** Task to complete **
Only a slice of the listing below is wanted. Retype the lines from the one containing "(n_pixels as f64 *" through the one containing "let fixed = match", exactly, both ends included.

*** Given entries ***

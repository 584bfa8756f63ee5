//! Additive white Gaussian noise at a target signal-to-noise ratio.
//!
//! The signal level is the RMS intensity inside a centered circular mask of
//! radius `n_pixels * radius_coef`; noise is drawn with standard deviation
//! `signal_rms / sqrt(snr)`.
use crate::error::{ImageGenError, Result};
use crate::image::IntensityImage;
use rand::Rng;

/// Default mask radius as a fraction of the image side.
pub const DEFAULT_RADIUS_COEF: f64 = 0.5;

/// Pixels strictly inside the circle of radius `radius` (in pixels) around
/// the image center, row-major.
pub fn circular_mask(n_pixels: usize, radius: f64) -> Vec<bool> {
    let half = 0.5 * (n_pixels as f64 - 1.0);
    let r2 = radius * radius;
    let mut mask = Vec::with_capacity(n_pixels * n_pixels);
    for row in 0..n_pixels {
        let dy = row as f64 - half;
        for col in 0..n_pixels {
            let dx = col as f64 - half;
            mask.push(dx * dx + dy * dy < r2);
        }
    }
    mask
}

/// RMS of the pixels selected by `mask`.
pub fn masked_rms(image: &IntensityImage, mask: &[bool]) -> f64 {
    let (sum_sq, count) = image
        .data
        .iter()
        .zip(mask)
        .filter(|(_, m)| **m)
        .fold((0.0, 0usize), |(s, c), (&v, _)| (s + v * v, c + 1));
    if count == 0 {
        0.0
    } else {
        (sum_sq / count as f64).sqrt()
    }
}

/// Return a noisy copy of `image`.
pub fn add_noise<R: Rng + ?Sized>(
    image: &IntensityImage,
    snr: f64,
    radius_coef: f64,
    rng: &mut R,
) -> Result<IntensityImage> {
    if !(snr.is_finite() && snr > 0.0) {
        return Err(ImageGenError::config(format!(
            "SNR must be positive and finite, got {snr}"
        )));
    }
    if !(radius_coef.is_finite() && radius_coef > 0.0) {
        return Err(ImageGenError::config(format!(
            "noise mask radius coefficient must be positive, got {radius_coef}"
        )));
    }
    let mask = circular_mask(image.n, image.n as f64 * radius_coef);
    let noise_std = masked_rms(image, &mask) / snr.sqrt();
    let data = image
        .data
        .iter()
        .map(|&v| v + noise_std * standard_normal(rng))
        .collect();
    Ok(IntensityImage { n: image.n, data })
}

/// Box–Muller draw from N(0, 1).
fn standard_normal<R: Rng + ?Sized>(rng: &mut R) -> f64 {
    let u1 = rng.gen::<f64>().max(f64::MIN_POSITIVE);
    let u2 = rng.gen::<f64>();
    (-2.0 * u1.ln()).sqrt() * (2.0 * std::f64::consts::PI * u2).cos()
}
//! Contrast transfer function of the microscope, applied in Fourier space.
//!
//! The image is zero-padded by `ceil(0.1 n) + 1` pixels per side, transformed,
//! multiplied by
//!
//! ```text
//! ctf(f) = (A cos(φ f²/2) − sqrt(1 − A²) sin(φ f²/2)) · exp(−B f²/2) / A
//! φ      = 2π · 10⁴ · defocus · λ
//! ```
//!
//! with `f` the spatial frequency (1/Å, `fftfreq` layout), `A` the amplitude
//! contrast, `B` the B-factor, defocus in µm and λ the electron wavelength in
//! Å, transformed back and cropped to the original size. The transfer
//! function is real, so only the real part of the inverse transform is kept.
use crate::error::{ImageGenError, Result};
use crate::grid::GridParameters;
use crate::image::IntensityImage;
use rand::Rng;
use rustfft::num_complex::Complex;
use rustfft::{Fft, FftPlanner};
use serde::{Deserialize, Serialize};
use std::sync::Arc;

/// Defocus in µm: a fixed value or a `[min, max]` range sampled per image.
#[derive(Clone, Copy, Debug, PartialEq, Serialize, Deserialize)]
#[serde(untagged)]
pub enum Defocus {
    Fixed(f64),
    Range([f64; 2]),
}

impl Defocus {
    pub fn draw<R: Rng + ?Sized>(&self, rng: &mut R) -> f64 {
        match *self {
            Defocus::Fixed(d) => d,
            Defocus::Range([lo, hi]) => lo + rng.gen::<f64>() * (hi - lo),
        }
    }
}

#[derive(Clone, Copy, Debug, PartialEq, Serialize, Deserialize)]
pub struct CtfParams {
    pub defocus: Defocus,
    /// Envelope decay (Å²).
    #[serde(default)]
    pub b_factor: f64,
    /// Amplitude contrast in `(0, 1]`.
    pub amp: f64,
    /// Electron wavelength (Å).
    pub elecwave: f64,
}

impl CtfParams {
    pub fn validate(&self) -> Result<()> {
        let bounds = match self.defocus {
            Defocus::Fixed(d) => [d, d],
            Defocus::Range(r) => r,
        };
        if !bounds.iter().all(|d| d.is_finite()) || bounds[0] > bounds[1] {
            return Err(ImageGenError::config(format!(
                "defocus must be finite with min <= max, got {:?}",
                self.defocus
            )));
        }
        if !(self.amp > 0.0 && self.amp <= 1.0) {
            return Err(ImageGenError::config(format!(
                "amplitude contrast must lie in (0, 1], got {}",
                self.amp
            )));
        }
        if !(self.b_factor.is_finite() && self.b_factor >= 0.0) {
            return Err(ImageGenError::config(format!(
                "B-factor must be finite and non-negative, got {}",
                self.b_factor
            )));
        }
        if !(self.elecwave.is_finite() && self.elecwave > 0.0) {
            return Err(ImageGenError::config(format!(
                "electron wavelength must be positive, got {}",
                self.elecwave
            )));
        }
        Ok(())
    }
}

/// Zero padding added on each side before filtering.
pub fn pad_width(n_pixels: usize) -> usize {
    (n_pixels as f64 * 0.1).ceil() as usize + 1
}

/// Sample frequencies of an `n`-point DFT with spacing `d`, in the usual
/// `[0, 1, ..., -2, -1] / (n d)` order.
pub fn fft_freq(n: usize, d: f64) -> Vec<f64> {
    let scale = 1.0 / (n as f64 * d);
    (0..n)
        .map(|k| {
            let k = if k < n.div_ceil(2) {
                k as f64
            } else {
                k as f64 - n as f64
            };
            k * scale
        })
        .collect()
}

/// Transfer function on the `size × size` frequency grid, row-major.
pub fn calc_ctf(params: &CtfParams, defocus: f64, size: usize, pixel_size: f64) -> Vec<f64> {
    let freq = fft_freq(size, pixel_size);
    let phase = defocus * std::f64::consts::PI * 2.0 * 10_000.0 * params.elecwave;
    let phase_contrast = (1.0 - params.amp * params.amp).sqrt();
    let mut ctf = Vec::with_capacity(size * size);
    for fx in &freq {
        for fy in &freq {
            let f2 = fx * fx + fy * fy;
            let arg = phase * f2 * 0.5;
            let env = (-params.b_factor * f2 * 0.5).exp();
            ctf.push((params.amp * arg.cos() - phase_contrast * arg.sin()) * env / params.amp);
        }
    }
    ctf
}

/// Pads, filters and crops images of one grid size. FFT plans are built once.
pub struct CtfFilter {
    params: CtfParams,
    n: usize,
    pad: usize,
    pixel_size: f64,
    forward: Arc<dyn Fft<f64>>,
    inverse: Arc<dyn Fft<f64>>,
    /// Cached transfer function for a fixed defocus.
    fixed: Option<Vec<f64>>,
}

impl CtfFilter {
    pub fn new(params: CtfParams, grid: &GridParameters) -> Result<Self> {
        params.validate()?;
        let n = grid.n_pixels();
        let pad = pad_width(n);
        let size = n + 2 * pad;
        let mut planner = FftPlanner::<f64>::new();
        let fixed = match params.defocus {
            Defocus::Fixed(d) => Some(calc_ctf(&params, d, size, grid.pixel_size())),
            Defocus::Range(_) => None,
        };
        Ok(Self {
            params,
            n,
            pad,
            pixel_size: grid.pixel_size(),
            forward: planner.plan_fft_forward(size),
            inverse: planner.plan_fft_inverse(size),
            fixed,
        })
    }

    pub fn padded_size(&self) -> usize {
        self.n + 2 * self.pad
    }

    /// Filter one image, drawing the defocus from `rng` when it is a range.
    pub fn apply<R: Rng + ?Sized>(&self, image: &IntensityImage, rng: &mut R) -> IntensityImage {
        match &self.fixed {
            Some(ctf) => self.apply_transfer(image, ctf),
            None => {
                let defocus = self.params.defocus.draw(rng);
                let ctf = calc_ctf(&self.params, defocus, self.padded_size(), self.pixel_size);
                self.apply_transfer(image, &ctf)
            }
        }
    }

    fn apply_transfer(&self, image: &IntensityImage, ctf: &[f64]) -> IntensityImage {
        let size = self.padded_size();
        let mut buf = vec![Complex::new(0.0, 0.0); size * size];
        for row in 0..self.n {
            let dst = (row + self.pad) * size + self.pad;
            for (b, &v) in buf[dst..dst + self.n]
                .iter_mut()
                .zip(&image.data[row * self.n..(row + 1) * self.n])
            {
                b.re = v;
            }
        }

        fft2(&mut buf, size, self.forward.as_ref());
        for (b, &c) in buf.iter_mut().zip(ctf) {
            *b *= c;
        }
        fft2(&mut buf, size, self.inverse.as_ref());

        let scale = 1.0 / (size * size) as f64;
        let mut out = IntensityImage::new(self.n);
        for row in 0..self.n {
            let src = (row + self.pad) * size + self.pad;
            for (o, b) in out.data[row * self.n..(row + 1) * self.n]
                .iter_mut()
                .zip(&buf[src..src + self.n])
            {
                *o = b.re * scale;
            }
        }
        out
    }
}

/// Unnormalized 2D transform of a square row-major buffer: rows, then
/// columns through a transpose.
fn fft2(buf: &mut [Complex<f64>], size: usize, fft: &dyn Fft<f64>) {
    fft.process(buf);
    transpose(buf, size);
    fft.process(buf);
    transpose(buf, size);
}

fn transpose(buf: &mut [Complex<f64>], size: usize) {
    for r in 0..size {
        for c in r + 1..size {
            buf.swap(r * size + c, c * size + r);
        }
    }
}

#[cfg(test)]
mod tests {
    use super::*;
    use crate::grid::ImageParams;
    use rand::rngs::StdRng;
    use rand::SeedableRng;

    fn grid(n_pixels: usize) -> GridParameters {
        GridParameters::derive(
            ImageParams {
                n_pixels,
                pixel_size: 1.0,
                sigma: 1.0,
            },
            1,
        )
        .unwrap()
    }

    fn test_image(n: usize) -> IntensityImage {
        let data = (0..n * n)
            .map(|i| {
                let (r, c) = ((i / n) as f64, (i % n) as f64);
                (-0.05 * ((r - 7.0).powi(2) + (c - 9.0).powi(2))).exp() + 0.01 * r
            })
            .collect();
        IntensityImage::from_vec(n, data).unwrap()
    }

    fn params(defocus: Defocus, b_factor: f64) -> CtfParams {
        CtfParams {
            defocus,
            b_factor,
            amp: 0.1,
            elecwave: 0.019866,
        }
    }

    #[test]
    fn fft_freq_matches_numpy_layout() {
        assert_eq!(fft_freq(4, 0.5), vec![0.0, 0.5, -1.0, -0.5]);
        assert_eq!(fft_freq(5, 1.0), vec![0.0, 0.2, 0.4, -0.4, -0.2]);
    }

    #[test]
    fn zero_defocus_without_envelope_is_identity() {
        let g = grid(20);
        let filter = CtfFilter::new(params(Defocus::Fixed(0.0), 0.0), &g).unwrap();
        assert_eq!(filter.padded_size(), 20 + 2 * 3);
        let img = test_image(20);
        let out = filter.apply(&img, &mut StdRng::seed_from_u64(0));
        for (a, b) in out.data.iter().zip(&img.data) {
            assert!((a - b).abs() < 1e-12, "{a} vs {b}");
        }
    }

    #[test]
    fn defocus_changes_the_image() {
        let g = grid(16);
        let filter = CtfFilter::new(params(Defocus::Fixed(1.5), 1.0), &g).unwrap();
        let img = test_image(16);
        let out = filter.apply(&img, &mut StdRng::seed_from_u64(0));
        let diff: f64 = out.data.iter().zip(&img.data).map(|(a, b)| (a - b).abs()).sum();
        assert!(diff > 1e-3, "diff={diff}");
        assert!(!out.has_non_finite());
    }

    #[test]
    fn defocus_range_is_sampled_inside_bounds() {
        let d = Defocus::Range([0.5, 2.0]);
        let mut rng = StdRng::seed_from_u64(3);
        for _ in 0..100 {
            let v = d.draw(&mut rng);
            assert!((0.5..=2.0).contains(&v));
        }
    }

    #[test]
    fn invalid_parameters_are_rejected() {
        let g = grid(8);
        let mut p = params(Defocus::Fixed(1.0), 0.0);
        p.amp = 0.0;
        assert!(CtfFilter::new(p, &g).is_err());
        let p = params(Defocus::Range([2.0, 1.0]), 0.0);
        assert!(CtfFilter::new(p, &g).is_err());
        let mut p = params(Defocus::Fixed(1.0), -1.0);
        assert!(p.validate().is_err());
        p.b_factor = 0.0;
        p.elecwave = 0.0;
        assert!(p.validate().is_err());
    }

    #[test]
    fn config_accepts_scalar_or_range_defocus() {
        let fixed: CtfParams =
            serde_json::from_str(r#"{ "defocus": 1.5, "amp": 0.1, "elecwave": 0.0197 }"#)
                .unwrap();
        assert_eq!(fixed.defocus, Defocus::Fixed(1.5));
        assert_eq!(fixed.b_factor, 0.0);
        let range: CtfParams = serde_json::from_str(
            r#"{ "defocus": [0.5, 2.0], "b_factor": 1.0, "amp": 0.1, "elecwave": 0.0197 }"#,
        )
        .unwrap();
        assert_eq!(range.defocus, Defocus::Range([0.5, 2.0]));
    }
}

*** End of Given entries ***

** Answer to this task **
    (n_pixels as f64 * 0.1).ceil() as usize + 1
}

/// Sample frequencies of an `n`-point DFT with spacing `d`, in the usual
/// `[0, 1, ..., -2, -1] / (n d)` order.
pub fn fft_freq(n: usize, d: f64) -> Vec<f64> {
    let scale = 1.0 / (n as f64 * d);
    (0..n)
        .map(|k| {
            let k = if k < n.div_ceil(2) {
                k as f64
            } else {
                k as f64 - n as f64
            };
            k * scale
        })
        .collect()
}

/// Transfer function on the `size × size` frequency grid, row-major.
pub fn calc_ctf(params: &CtfParams, defocus: f64, size: usize, pixel_size: f64) -> Vec<f64> {
    let freq = fft_freq(size, pixel_size);
    let phase = defocus * std::f64::consts::PI * 2.0 * 10_000.0 * params.elecwave;
    let phase_contrast = (1.0 - params.amp * params.amp).sqrt();
    let mut ctf = Vec::with_capacity(size * size);
    for fx in &freq {
        for fy in &freq {
            let f2 = fx * fx + fy * fy;
            let arg = phase * f2 * 0.5;
            let env = (-params.b_factor * f2 * 0.5).exp();
            ctf.push((params.amp * arg.cos() - phase_contrast * arg.sin()) * env / params.amp);
        }
    }
    ctf
}

/// Pads, filters and crops images of one grid size. FFT plans are built once.
pub struct CtfFilter {
    params: CtfParams,
    n: usize,
    pad: usize,
    pixel_size: f64,
    forward: Arc<dyn Fft<f64>>,
    inverse: Arc<dyn Fft<f64>>,
    /// Cached transfer function for a fixed defocus.
    fixed: Option<Vec<f64>>,
}

impl CtfFilter {
    pub fn new(params: CtfParams, grid: &GridParameters) -> Result<Self> {
        params.validate()?;
        let n = grid.n_pixels();
        let pad = pad_width(n);
        let size = n + 2 * pad;
        let mut planner = FftPlanner::<f64>::new();
        let fixed = match params.defocus {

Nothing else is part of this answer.